TASK: Find the line containing "GPS trace endpoints.". Retype it and every line after it through the end of the entries, exactly as written, with nothing added.

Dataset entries
____
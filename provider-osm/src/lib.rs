//! # OSM Trace Provider
//!
//! Implements the `TraceApi` trait for the OSM API 0.6 GPS trace endpoints.
//!
//! ## Overview
//!
//! This module provides:
//! - HTTP basic auth against the OSM API
//! - Trace metadata from the JSON details endpoint
//! - Raw payload download with content-type capture
//! - Not-found/forbidden collapsed into "no public trace at this id"

pub mod connector;
pub mod error;
pub mod types;

pub use connector::{OsmTraceClient, DEFAULT_API_BASE};
pub use error::{OsmError, Result};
____
ANSWER FOR THIS EXERCISE:
//! Implements the `TraceApi` trait for the OSM API 0.6 GPS trace endpoints.
//!
//! ## Overview
//!
//! This module provides:
//! - HTTP basic auth against the OSM API
//! - Trace metadata from the JSON details endpoint
//! - Raw payload download with content-type capture
//! - Not-found/forbidden collapsed into "no public trace at this id"

pub mod connector;
pub mod error;
pub mod types;

pub use connector::{OsmTraceClient, DEFAULT_API_BASE};
pub use error::{OsmError, Result};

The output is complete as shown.